Moradores da Vila Autódromo, no Rio, onde a prefeitura derrubou duas casas na manhã de terça-feira (8), na Barra da Tijuca, promoveram um ato contra as demolições no local. A área concentra várias arenas esportivas da Olimpíada de 2016, e teve a maioria das residências removidas para viabilizar os acessos ao Parque Olímpico. Algumas famílias deram entrevista coletiva à imprensa na tarde do mesmo dia.
Uma das casas demolidas foi a da diarista Maria da Penha Macena, que há dois dias soube que iria receber, na noite de hoje, a Medalha de Mulher Cidadã, em cerimônia na Assembleia Legislativa do Estado do Rio de Janeiro (Alerj). Ela se disse muito triste com a demolição da casa em que morava há 23 anos, mas feliz com a homenagem que lhe dá forças para continuar na luta.
“Eu acho que a demolição da minha casa foi muito difícil, é muito triste. Por outro lado, essa medalha vai ser uma alegria, porque tudo na vida tem um lado que a gente perde e ganha de outro. E essa medalha vai me fortalecer para continuar firme na luta e dizer que as mulheres são guerreiras, estão lutando e que vão continuar lutando”.
Agora, ela e a família estão abrigados na igreja da comunidade, e sem perspectivas para o futuro. “Meu sonho é permanecer dentro da comunidade urbanizada, e com meus direitos garantidos, respeitados. Vou ficar na igreja católica, junto com a minha família e outra moradora que também não tem casa. Eu estou simplesmente esperando o que vai acontecer ainda, e não tenho nenhuma expectativa de nada, só sei que, hoje, vou dormir na igreja”.
De acordo com o marido de Maria da Penha, o professor Luiz Cláudio Silva, entre 40 e 50 famílias ainda permanecem na Vila Autódromo. Ele disse que o local é legalizado, já que dois governadores deram a concessão de uso e a Lei Complementar 74 designou a área como especial interesse social para fim de moradia.

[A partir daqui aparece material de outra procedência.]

/// Owner edit of an upcoming game.
pub async fn update_game(
    state: &SharedState,
    user: &CurrentUser,
    game_id: Uuid,
    request: UpdateGameRequest,
) -> Result<GameView, ServiceError> {
    if let Some(sport) = &request.sport {
        ensure_known_sport(state, sport)?;
    }
    if let Some(scheduled_at) = request.scheduled_at {
        ensure_future(scheduled_at, state.now())?;
    }

    let now = state.now();
    let (game, _) = modify_game(state, game_id, |game| {
        ensure_owner(game, user)?;
        let status = game.effective_status(now);
        if status != GameStatus::Upcoming {
            return Err(ServiceError::InvalidState(format!(
                "a {} game can no longer be edited",
                status.as_str()
            )));
        }

        let mut next = game.clone();
        if let Some(max_players) = request.max_players {
            if (max_players as usize) < game.player_count() {
                return Err(ServiceError::InvalidInput(format!(
                    "max_players cannot drop below the {} registered players",
                    game.player_count()
                )));
            }
            next.max_players = max_players;
        }
        if let Some(title) = &request.title {
            next.title = title.trim().to_string();
        }
        if let Some(sport) = &request.sport {
            next.sport = sport.clone();
        }
        if let Some(location) = &request.location {
            next.location = location.trim().to_string();
            if next.location != game.location {
                // Stale pin; the city table or the new coordinates take over.
                next.coordinates = None;
            }
        }
        if request.coordinates.is_some() {
            next.coordinates = request.coordinates;
        }
        if let Some(scheduled_at) = request.scheduled_at {
            next.scheduled_at = scheduled_at;
        }
        if request.description.is_some() {
            next.description = normalize_description(request.description.clone());
        }

        Ok((next != *game).then_some(next))
    })
    .await?;

    info!(game_id = %game_id, "game updated");
    Ok(GameView::for_viewer(game, Some(user.id())))
}

/// Owner cancellation of an upcoming game.
pub async fn cancel_game(
    state: &SharedState,
    user: &CurrentUser,
    game_id: Uuid,
) -> Result<GameView, ServiceError> {
    let now = state.now();
    let (game, _) = modify_game(state, game_id, |game| {
        ensure_owner(game, user)?;
        let status = game.effective_status(now);
        if status != GameStatus::Upcoming {
            return Err(ServiceError::InvalidState(format!(
                "a {status} game cannot be cancelled",
                status = status.as_str()
            )));
        }
        let mut next = game.clone();
        next.status = GameStatus::Cancelled;
        Ok(Some(next))
    })
    .await?;

    info!(game_id = %game_id, "game cancelled");
    Ok(GameView::for_viewer(game, Some(user.id())))
}

/// Owner deletion; the game's messages go with it.
pub async fn delete_game(
    state: &SharedState,
    user: &CurrentUser,
    game_id: Uuid,
) -> Result<(), ServiceError> {
    let store = state.require_store().await?;
    let game = find_game(store.as_ref(), game_id).await?;
    ensure_owner(&game, user)?;

    let Some(removed) = store.delete_game(game_id).await? else {
        return Err(ServiceError::NotFound(format!("game `{game_id}` not found")));
    };
    info!(game_id = %game_id, "game deleted");
    change_events::game_deleted(state.feed(), &removed);
    Ok(())
}

/// Version-checked read-modify-write of a single game.
///
/// `change` sees the freshly read record and returns the replacement, or
/// `None` to leave it untouched. Lost races re-read and re-apply. Returns the
/// resulting record and whether a write happened.
pub(crate) async fn modify_game<F>(
    state: &SharedState,
    game_id: Uuid,
    mut change: F,
) -> Result<(GameEntity, bool), ServiceError>
where
    F: FnMut(&GameEntity) -> Result<Option<GameEntity>, ServiceError>,
{
    let store = state.require_store().await?;

    for attempt in 1..=MAX_WRITE_ATTEMPTS {
        let game = find_game(store.as_ref(), game_id).await?;
        let Some(next) = change(&game)? else {
            return Ok((game, false));
        };

        match store.update_game(next, game.version).await? {
            Some(updated) => {
                change_events::game_updated(state.feed(), &game, &updated);
                return Ok((updated, true));
            }
            None => debug!(game_id = %game_id, attempt, "game write lost a version race; retrying"),
        }
    }

    Err(ServiceError::Conflict(format!(
        "game `{game_id}` kept changing; please retry"
    )))
}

“O prefeito sempre se mostrou muito difícil conosco, chegou a nos desafiar a mostrar um projeto que viabilizasse a urbanização da comunidade sem o impacto das obras do Parque Olímpico. No caso, ele abraçaria a causa e urbanizaria a vila. Buscamos apoio de técnicos da UFF e da UFRJ, elaboramos o Plano Popular da Vila Autódromo, que ganhou o prêmio internacional de urbanismo do banco alemão [primeiro lugar no Urban Age Award, em 2013], levamos para ele, que ficou de responder em 40 dias, e não nos respondeu, simplesmente chutou o projeto”.
Morador da Vila Autódromo há quase 30 anos, o encarregado de montagem industrial Telmo de Oliveira diz que, ao mesmo tempo em que o prefeito Eduardo Paes anuncia que parte da comunidade será preservada, funcionários da prefeitura aterrorizam os moradores.
“Na mídia, o prefeito fala que vai respeitar o pessoal do miolão, como ele chama a área especial de interesse social, da Lei Complementar 74. Mas, na realidade, os funcionários da prefeitura falam o tempo todo que não vai ficar ninguém na área. A ordem é: ou você aceita pelo amor ou pela dor. Nós procuramos o COI, uma época, e no projeto do COI constava a comunidade do lado do Parque Olímpico. Eles falaram que não queriam a nossa remoção. Então, não entendemos porque temos que sair dali. É como viver numa guerra, o tempo todo sendo coagido e ameaçado, não podemos fazer nem uma festa”.
O ato e a coletiva dos moradores ocorreram em frente ao Palácio da Cidade, sede da prefeitura, em Botafogo, zona sul da cidade, onde o prefeito anunciaria as obras de urbanização na Vila Autódromo. Porém, o prefeito mudou o local de sua conversa com a imprensa para o Centro de Operações, na Cidade Nova, no centro.
Plano de urbanização
Em coletiva de imprensa, o prefeito Eduardo Paes apresentou um plano de urbanização da Vila Autódromo. Segundo ele, todo o espaço estará pronto antes dos Jogos Olímpicos. Serão 30 residências, duas escolas e duas quadras esportivas. O custo, segundo o prefeito, será de R$ 3,5 milhões.
Paes sustentou que, das 824 famílias que originalmente habitavam o local, somente 25 ainda permanecem na vila. As demais foram realocadas em conjuntos habitacionais construídos pela prefeitura. Paes disse que sempre houve diálogo com os moradores.
“Dialogamos com respeito, durante anos e anos. Com todo este ambiente que se criou em torno da Vila Autódromo, no final a verdade prevalecerá.”
O prefeito prometeu liberar em breve uma lista com o nome dos beneficiários que receberam vários apartamentos em troca de seus antigos imóveis. “Aqueles que tinham mais de dez imóveis, que transformaram a Vila Autódromo num espaço de latifúndio, usando pessoas mais pobres, toda a população vai conhecer. Vão saber quantos apartamentos eles receberam como indenização e o quanto receberam de recursos. Não vamos permitir que pessoas que saíram dali com uma negociação bastante vantajosa se utilizem dessa oportunidade para se fazerem de vítimas”, disse o prefeito.
A remoção da maior parte dos moradores da Vila Autódromo foi necessária, segundo a prefeitura, não só para viabilizar os acessos ao Parque Olímpico, mas para preservar as áreas ambientais no entorno da Lagoa de Jacarepaguá.